Gaelle Khouri’s thoughts on beauty

July 2022


Gaelle Khouri's thoughts on beauty

The Lebanese designer has a unique approach to jewellery. Everything she creates is the result of philosophical reflection. For her latest collection, she questions the concept of beauty.

G

aelle Khouri was born in Beirut, Lebanon. Her original goal was to become an economist, and with this in mind she left her country and went to study in New York. After graduation, she secured an internship at Oscar de la Renta, then joined the business development team of Toyota in New York, before returning to Beirut, where she was hired by an investment bank. But finance was not her destiny. By chance, she met the Lebanese artist Bernard Renno, who taught her jewellery design. After a few months, her decision was made: she would radically change her career and opt for jewellery, to give her many ideas material form.

Gaelle Khouri
Gaelle Khouri

She started to develop her jewellery-making skills in workshops in Beirut, and created her first jewellery in 2015. She started out using a variety of metals including bronze, silver and gold. One of her first rings, called Bouquet, has a unique beauty precisely because of the mix of materials: it looks as if it comes from an undefined time, perhaps from the land of the fairies or the forest of Brocéliande. “I mixed metals because I didn’t have the money to do otherwise, I didn’t know the industry. But as it enriched the pieces aesthetically, I simply continued,” explains the artist, who presented her latest collection, La Trahison de l’Objet, at the GemGenève 2022 exhibition.

Gaelle Khouri creates in an instinctive, organic way. Her work is not just beautiful, it also exercises the intellect. Some of her jewellery featuring geometric and asymmetrical shapes was inspired by the work of Vassily Kandinsky, who was himself inspired by Rudolf Steiner. Their harmoniously interlocking yet unbalanced circles create the impression of complex geometric equations performed in three dimensions.

Le Bouquet Ring, a cocktail ring, designed in 18K yellow gold and rust-toned bronze, lending the piece a vintage appeal. The delicate flowers are set with white, brown, and yellow diamonds; blue, yellow, and pink sapphires, and green tsavorites.
Le Bouquet Ring, a cocktail ring, designed in 18K yellow gold and rust-toned bronze, lending the piece a vintage appeal. The delicate flowers are set with white, brown, and yellow diamonds; blue, yellow, and pink sapphires, and green tsavorites.

Her latest collection moves away from abstraction to embrace a more concrete question. “I tried to explore the concept of beauty. What is beauty? Why do we find an object beautiful? Is it simply an aesthetic response, or is there a hidden reason, a psychological and logical component that runs through the mind as we look at an object?”
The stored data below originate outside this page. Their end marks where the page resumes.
//! The top-level database handle.

use std::sync::atomic::{AtomicUsize, Ordering};
use std::sync::{Arc, Mutex};

use log::debug;

use crate::channel::MessageChannel;
use crate::config::DatabaseOptions;
use crate::connection::Connection;
use crate::error::{BridgeError, BridgeResult};
use crate::files::VirtualFileStore;
use crate::protocol::Payload;
use crate::transport::Transport;

#[derive(Debug, Clone, PartialEq, Eq)]
enum DatabaseState {
    Unopened,
    Open(DatabaseOptions),
    Terminated,
}

/// Handle to an engine instance running in an isolated host context.
///
/// Owns the message channel, the open-time configuration, and the virtual
/// file namespace shared by all connections. Created unopened; [`open`]
/// configures the engine exactly once, after which [`connect`] mints
/// sessions that snapshot the configuration active at connect time.
///
/// [`open`]: Self::open
/// [`connect`]: Self::connect
pub struct Database {
    channel: Arc<MessageChannel>,
    state: Mutex<DatabaseState>,
    files: VirtualFileStore,
    /// Count of queries currently in flight across all connections.
    inflight: Arc<AtomicUsize>,
}

impl Database {
    /// Attach to an engine host reachable through the given transport.
    pub fn new(transport: Transport) -> Self {
        let channel = Arc::new(MessageChannel::new(transport));
        let files = VirtualFileStore::new(Arc::clone(&channel));
        Self {
            channel,
            state: Mutex::new(DatabaseState::Unopened),
            files,
            inflight: Arc::new(AtomicUsize::new(0)),
        }
    }

    /// Configure and open the engine instance.
    ///
    /// Options are validated locally before the host round-trip; a
    /// recognized-but-invalid combination fails here with a configuration
    /// error rather than at query time. Opening twice is a state error;
    /// terminate and create a new handle to reconfigure.
    pub async fn open(&self, options: DatabaseOptions) -> BridgeResult<()> {
        options.validate()?;
        {
            let mut state = self.state.lock().expect("state lock poisoned");
            match &*state {
                DatabaseState::Unopened => {}
                DatabaseState::Open(_) => {
                    return Err(BridgeError::state("database is already open"));
                }
                DatabaseState::Terminated => {
                    return Err(BridgeError::state("database has been terminated"));
                }
            }
            // Claimed before the await so a concurrent open fails fast.
            *state = DatabaseState::Open(options.clone());
        }

        let result = self
            .channel
            .request(Payload::OpenRequest {
                options: options.clone(),
            })
            .await;
        match result {
            Ok(Payload::OpenResponse) => {
                debug!("database open at {:?}", options.path);
                Ok(())
            }
            Ok(other) => {
                self.reset_to_unopened();
                Err(BridgeError::protocol(format!(
                    "expected open-response, got {}",
                    other.kind()
                )))
            }
            Err(err) => {
                self.reset_to_unopened();
                Err(err)
            }
        }
    }

    fn reset_to_unopened(&self) {
        let mut state = self.state.lock().expect("state lock poisoned");
        if matches!(&*state, DatabaseState::Open(_)) {
            *state = DatabaseState::Unopened;
        }
    }

    /// Options the database was opened with, if open.
    pub fn options(&self) -> Option<DatabaseOptions> {
        match &*self.state.lock().expect("state lock poisoned") {
            DatabaseState::Open(options) => Some(options.clone()),
            _ => None,
        }
    }

    /// Whether [`open`](Self::open) succeeded and the handle is usable.
    pub fn is_open(&self) -> bool {
        matches!(
            &*self.state.lock().expect("state lock poisoned"),
            DatabaseState::Open(_)
        )
    }

    /// Open a new logical session.
    ///
    /// The connection snapshots the query configuration active now; it is
    /// unaffected by anything that happens to this handle later short of
    /// termination.
    pub async fn connect(&self) -> BridgeResult<Connection> {
        let config = self
            .options()
            .ok_or_else(|| BridgeError::state("database is not open"))?
            .query;

        match self.channel.request(Payload::ConnectRequest).await? {
            Payload::ConnectResponse { session } => {
                debug!("session {} connected", session);
                Ok(Connection::new(
                    Arc::clone(&self.channel),
                    session,
                    config,
                    Arc::clone(&self.inflight),
                ))
            }
            other => Err(BridgeError::protocol(format!(
                "expected connect-response, got {}",
                other.kind()
            ))),
        }
    }

    /// Virtual file namespace shared by all connections.
    pub fn files(&self) -> &VirtualFileStore {
        &self.files
    }

    /// Register a named byte buffer with the engine host.
    pub async fn register_file_buffer(
        &self,
        name: impl Into<String>,
        buffer: Vec<u8>,
    ) -> BridgeResult<()> {
        self.ensure_open()?;
        self.files.register_buffer(name, buffer).await
    }

    /// Make pending virtual file writes visible to the engine.
    pub async fn flush_files(&self) -> BridgeResult<()> {
        self.ensure_open()?;
        self.files.flush().await
    }

    /// Drop a single named buffer.
    ///
    /// Rejected while any query is in flight, like [`drop_files`]
    /// (a query could be reading the buffer mid-drop).
    ///
    /// [`drop_files`]: Self::drop_files
    pub async fn drop_file(&self, name: &str) -> BridgeResult<()> {
        self.ensure_open()?;
        self.ensure_no_inflight()?;
        self.files.drop_file(name).await
    }

    /// Drop every registered buffer, invalidating all names.
    ///
    /// Rejected with a resource error while any connection has a query in
    /// flight; close or cancel first. This is the deterministic alternative
    /// the invariant demands: an in-flight read of an invalidated buffer
    /// is never silently corrupted.
    pub async fn drop_files(&self) -> BridgeResult<()> {
        self.ensure_open()?;
        self.ensure_no_inflight()?;
        self.files.drop_all().await
    }

    /// Tear the handle down: every pending operation resolves with a
    /// cancellation error, every connection is invalidated, and the channel
    /// refuses further work.
    pub fn terminate(&self) {
        let mut state = self.state.lock().expect("state lock poisoned");
        if *state == DatabaseState::Terminated {
            return;
        }
        *state = DatabaseState::Terminated;
        drop(state);

        self.channel.shutdown();
        self.files.clear_local();
        debug!("database terminated");
    }

    fn ensure_open(&self) -> BridgeResult<()> {
        if self.is_open() {
            Ok(())
        } else {
            Err(BridgeError::state("database is not open"))
        }
    }

    fn ensure_no_inflight(&self) -> BridgeResult<()> {
        let inflight = self.inflight.load(Ordering::SeqCst);
        if inflight > 0 {
            return Err(BridgeError::Resource(format!(
                "cannot drop virtual files: {} query(ies) in flight",
                inflight
            )));
        }
        Ok(())
    }
}

impl Drop for Database {
    fn drop(&mut self) {
        self.terminate();
    }
}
Self Portrait earrings carved in gold and sterling silver, set with diamonds.
Self Portrait earrings carved in gold and sterling silver, set with diamonds.

How do you feel when you look at her spider brooch, whose amethyst body is mounted on thin yellow gold and blackened silver legs? Or her earrings in the shape of half-dead fish, called Self Portrait? Do you feel attraction or repulsion? “There is something very beautiful, but at the same time very ugly about them, which scares me. In my subconscious I try to escape from the idea of death, of illness, but by confronting it – and this is a difficult process – I see a certain beauty. There is a point where the beautiful and the ugly mix.”

The jeweller is passionate about philosophy. She likes to explore abstract concepts, and she does so through her jewellery. Behind her latest collection are two opposing currents of philosophical thought: empiricism and innatism. “According to empiricism, we are born without knowledge and acquire it through experience,” she explains. “Innatism proposes that you are born with a fixed truth embedded in your mind. But the two schools of thought agree on one point: when we look at an object, there’s always some external reason why we identify it as beautiful. Either we have already experienced the concept of beauty, or we have it innately, but in both cases we recognise it. That’s the mindset I was in when I created this collection.”

Can beauty exist in the absence of good? “While designing, I questioned the concept of good and evil. Today, everything that is justified becomes good in one way or another. The line between the two doesn’t really exist anymore. I asked myself how people today interpret the concepts of good and evil, and from there I moved on to a question about beauty – how do good and beautiful relate to each other?”

Throughout our meeting, we talked about Descartes, Wassily Kandinsky’s “Concerning the Spiritual in Art – and Painting in Particular”, François Cheng’s “The Way of Beauty: Five Meditations for Spiritual Transformation”, Rudolf Steiner’s research, various philosophical currents, mathematics, synaesthesia and intangible beauty. After that, you can’t tell us that jewellery is trivial.

Crafted in 18K rose gold, the Soleil Vert Earrings are set with chalcedony and brown diamonds.
Crafted in 18K rose gold, the Soleil Vert Earrings are set with chalcedony and brown diamonds.